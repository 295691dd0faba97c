//! DDL and seed statements for the `students` table.

use super::SEED_STUDENTS;
use eyre::{Result, WrapErr};
use rusqlite::{params, Connection};
use tracing::debug;

/// `date(x) IS x` only holds for calendar-valid `YYYY-MM-DD` text, so the
/// CHECK rejects `2023-02-30`, free text and numbers while allowing NULL.
const CREATE_TABLE: &str = "
    CREATE TABLE IF NOT EXISTS students (
        student_id      INTEGER PRIMARY KEY AUTOINCREMENT,
        first_name      TEXT NOT NULL,
        last_name       TEXT NOT NULL,
        email           TEXT NOT NULL UNIQUE,
        enrollment_date TEXT CHECK (
            enrollment_date IS NULL OR date(enrollment_date) IS enrollment_date
        )
    )";

const INSERT_SEED: &str = "
    INSERT INTO students (first_name, last_name, email, enrollment_date)
    VALUES (?1, ?2, ?3, ?4)
    ON CONFLICT (email) DO NOTHING";

pub(super) fn ensure_table_and_seed(conn: &mut Connection) -> Result<()> {
    let tx = conn
        .transaction()
        .wrap_err("failed to begin schema transaction")?;

    tx.execute(CREATE_TABLE, [])
        .wrap_err("failed to create students table")?;

    let mut seeded = 0;
    for seed in &SEED_STUDENTS {
        seeded += tx
            .execute(
                INSERT_SEED,
                params![seed.first_name, seed.last_name, seed.email, seed.enrollment_date],
            )
            .wrap_err_with(|| format!("failed to seed student {}", seed.email))?;
    }

    tx.commit().wrap_err("failed to commit schema")?;
    debug!(seeded, "students table ready");
    Ok(())
}

pub(super) fn reset_to_seed(conn: &mut Connection) -> Result<()> {
    let tx = conn
        .transaction()
        .wrap_err("failed to begin reset transaction")?;

    tx.execute("DELETE FROM students", [])
        .wrap_err("failed to clear students table")?;
    tx.execute("DELETE FROM sqlite_sequence WHERE name = 'students'", [])
        .wrap_err("failed to restart student ids")?;

    for seed in &SEED_STUDENTS {
        tx.execute(
            INSERT_SEED,
            params![seed.first_name, seed.last_name, seed.email, seed.enrollment_date],
        )
        .wrap_err_with(|| format!("failed to reseed student {}", seed.email))?;
    }

    tx.commit().wrap_err("failed to commit reset")
}
//! # Function-Call Command Parsing
//!
//! Splits one line of shell input into a function name and its literal
//! arguments. The line must have the shape `name(args)`:
//!
//! ```text
//! ^\s*([A-Za-z_]\w*)\s*\((.*)\)\s*$
//! ```
//!
//! The argument text is everything between the first `(` and the last `)`
//! and is handed to the literal parser. Lines that do not have the call
//! shape (trailing text after `)`, no parentheses at all) fail with
//! [`ParseError::UnknownSyntax`]; unbalanced parentheses or bad literals
//! inside the call fail with [`ParseError::InvalidArguments`].

use super::literal::{parse_literal_list, Literal, LiteralError};
use regex::Regex;
use std::fmt;
use std::sync::LazyLock;

static CALL_PATTERN: LazyLock<Regex> = LazyLock::new(|| {
    Regex::new(r"^\s*([A-Za-z_]\w*)\s*\((.*)\)\s*$").expect("call pattern is a valid regex")
});

#[derive(Debug, Clone, PartialEq)]
pub struct ParsedCommand {
    pub name: String,
    pub arguments: Vec<Literal>,
}

impl ParsedCommand {
    pub fn arity(&self) -> usize {
        self.arguments.len()
    }
}

impl fmt::Display for ParsedCommand {
    fn fmt(&self, f: &mut fmt::Formatter<'_>) -> fmt::Result {
        write!(f, "{}(", self.name)?;
        for (i, arg) in self.arguments.iter().enumerate() {
            if i > 0 {
                f.write_str(", ")?;
            }
            write!(f, "{}", arg)?;
        }
        f.write_str(")")
    }
}

#[derive(Debug, Clone, PartialEq)]
pub enum ParseError {
    /// The line is not shaped like a function call.
    UnknownSyntax(String),
    InvalidArguments(LiteralError),
}

impl fmt::Display for ParseError {
    fn fmt(&self, f: &mut fmt::Formatter<'_>) -> fmt::Result {
        match self {
            ParseError::UnknownSyntax(line) => write!(f, "*** Unknown syntax: {}", line),
            ParseError::InvalidArguments(err) => {
                write!(f, "Error: Could not parse arguments: {}", err)
            }
        }
    }
}

impl std::error::Error for ParseError {}

pub fn parse_command(line: &str) -> Result<ParsedCommand, ParseError> {
    let captures = CALL_PATTERN
        .captures(line)
        .ok_or_else(|| ParseError::UnknownSyntax(line.trim().to_string()))?;

    let name = captures.get(1).map_or("", |m| m.as_str());
    let args_text = captures.get(2).map_or("", |m| m.as_str());

    let arguments = parse_literal_list(args_text).map_err(ParseError::InvalidArguments)?;

    Ok(ParsedCommand {
        name: name.to_string(),
        arguments,
    })
}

**What you need to do:** What are the lines above that hold the string "commit"? Copy them.

**Reply to the task:**
    tx.commit().wrap_err("failed to commit schema")?;
    tx.commit().wrap_err("failed to commit reset")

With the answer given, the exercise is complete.